Search the records below for the word "name" and show every line where it occurs.

Record excerpts:
================================

// src/db/webhook_repo.rs

use serde_json::Value;
use sqlx::PgPool;
use uuid::Uuid;

use crate::common::error::AppError;
use crate::models::webhook::{WebhookEndpoint, WebhookLog};

#[derive(Clone)]
pub struct WebhookRepository {
    pool: PgPool,
}

impl WebhookRepository {
    pub fn new(pool: PgPool) -> Self {
        Self { pool }
    }

    pub async fn create_endpoint(
        &self,
        workspace_id: Uuid,
        name: &str,
        url_token: &str,
        secret: &str,
        provider: &str,
        events: &[String],
        created_by: Option<Uuid>,
    ) -> Result<WebhookEndpoint, AppError> {
        sqlx::query_as::<_, WebhookEndpoint>(
            r#"
            INSERT INTO webhook_endpoints (workspace_id, name, url_token, secret, provider, events, created_by)
            VALUES ($1, $2, $3, $4, $5, $6, $7)
            RETURNING *
            "#,
        )
        .bind(workspace_id)
        .bind(name)
        .bind(url_token)
        .bind(secret)
        .bind(provider)
        .bind(events)
        .bind(created_by)
        .fetch_one(&self.pool)
        .await
        .map_err(|e| {
            // O token é gerado com 24 bytes de entropia; colisão aqui é
            // praticamente impossível, mas a restrição UNIQUE é a garantia.
            if let Some(db_err) = e.as_database_error() {
                if db_err.is_unique_violation() {
                    return AppError::UniqueConstraintViolation(
                        "Colisão de token de webhook, tente novamente.".into(),
                    );
                }
            }
            e.into()
        })
    }

    /// Resolve o endpoint de uma entrega de entrada pelo token da URL.
    /// Endpoints desativados não recebem entregas.
    pub async fn find_active_by_token(
        &self,
        url_token: &str,
    ) -> Result<Option<WebhookEndpoint>, AppError> {
        let endpoint = sqlx::query_as::<_, WebhookEndpoint>(
            "SELECT * FROM webhook_endpoints WHERE url_token = $1 AND is_active = TRUE",
        )
        .bind(url_token)
        .fetch_optional(&self.pool)
        .await?;

        Ok(endpoint)
    }

    pub async fn find_endpoint(
        &self,
        workspace_id: Uuid,
        endpoint_id: Uuid,
    ) -> Result<Option<WebhookEndpoint>, AppError> {
        let endpoint = sqlx::query_as::<_, WebhookEndpoint>(
            "SELECT * FROM webhook_endpoints WHERE workspace_id = $1 AND id = $2",
        )
        .bind(workspace_id)
        .bind(endpoint_id)
        .fetch_optional(&self.pool)
        .await?;

        Ok(endpoint)
    }

    pub async fn list_endpoints(
        &self,
        workspace_id: Uuid,
    ) -> Result<Vec<WebhookEndpoint>, AppError> {
        let endpoints = sqlx::query_as::<_, WebhookEndpoint>(
            "SELECT * FROM webhook_endpoints WHERE workspace_id = $1 ORDER BY created_at ASC",
        )
        .bind(workspace_id)
        .fetch_all(&self.pool)
        .await?;

        Ok(endpoints)
    }

    /// Atualização parcial: campos ausentes mantêm o valor atual.
    /// O token e o segredo são imutáveis após a criação.
    pub async fn update_endpoint(
        &self,
        workspace_id: Uuid,
        endpoint_id: Uuid,
        name: Option<&str>,
        provider: Option<&str>,
        events: Option<&[String]>,
        is_active: Option<bool>,
    ) -> Result<WebhookEndpoint, AppError> {
        let endpoint = sqlx::query_as::<_, WebhookEndpoint>(
            r#"
            UPDATE webhook_endpoints
            SET name      = COALESCE($3, name),
                provider  = COALESCE($4, provider),
                events    = COALESCE($5, events),
                is_active = COALESCE($6, is_active),
                updated_at = NOW()
            WHERE workspace_id = $1 AND id = $2
            RETURNING *
            "#,
        )
        .bind(workspace_id)
        .bind(endpoint_id)
        .bind(name)
        .bind(provider)
        .bind(events)
        .bind(is_active)
        .fetch_optional(&self.pool)
        .await?;

        endpoint.ok_or(AppError::WebhookEndpointNotFound)
    }

    /// Desativação é um flag, não exclusão: os logs do endpoint permanecem.
    pub async fn deactivate(
        &self,
        workspace_id: Uuid,
        endpoint_id: Uuid,
    ) -> Result<WebhookEndpoint, AppError> {
        let endpoint = sqlx::query_as::<_, WebhookEndpoint>(
            r#"
            UPDATE webhook_endpoints
            SET is_active = FALSE, updated_at = NOW()
            WHERE workspace_id = $1 AND id = $2
            RETURNING *
            "#,
        )
        .bind(workspace_id)
        .bind(endpoint_id)
        .fetch_optional(&self.pool)
        .await?;

        endpoint.ok_or(AppError::WebhookEndpointNotFound)
    }

    /// Uma linha por tentativa de ingestão, sucesso ou falha.
    pub async fn insert_log(
        &self,
        webhook_endpoint_id: Uuid,
        request_id: Uuid,
        event_type: &str,
        payload: &Value,
        response_status: i32,
        response_body: Option<&Value>,
        error_message: Option<&str>,
    ) -> Result<WebhookLog, AppError> {
        let log = sqlx::query_as::<_, WebhookLog>(
            r#"
            INSERT INTO webhook_logs (
                webhook_endpoint_id, request_id, event_type, payload,
                response_status, response_body, error_message
            )
            VALUES ($1, $2, $3, $4, $5, $6, $7)
            RETURNING *
            "#,
        )
        .bind(webhook_endpoint_id)
        .bind(request_id)
        .bind(event_type)
        .bind(payload)
        .bind(response_status)
        .bind(response_body)
        .bind(error_message)
        .fetch_one(&self.pool)
        .await?;

        Ok(log)
    }

    pub async fn list_logs(
        &self,
        webhook_endpoint_id: Uuid,
        limit: i64,
    ) -> Result<Vec<WebhookLog>, AppError> {
        let logs = sqlx::query_as::<_, WebhookLog>(
            r#"
            SELECT * FROM webhook_logs
            WHERE webhook_endpoint_id = $1
            ORDER BY processed_at DESC
            LIMIT $2
            "#,
        )
        .bind(webhook_endpoint_id)
        .bind(limit)
        .fetch_all(&self.pool)
        .await?;

        Ok(logs)
    }
}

================================

Answer below:
        name: &str,
            INSERT INTO webhook_endpoints (workspace_id, name, url_token, secret, provider, events, created_by)
        .bind(name)
        name: Option<&str>,
            SET name      = COALESCE($3, name),
        .bind(name)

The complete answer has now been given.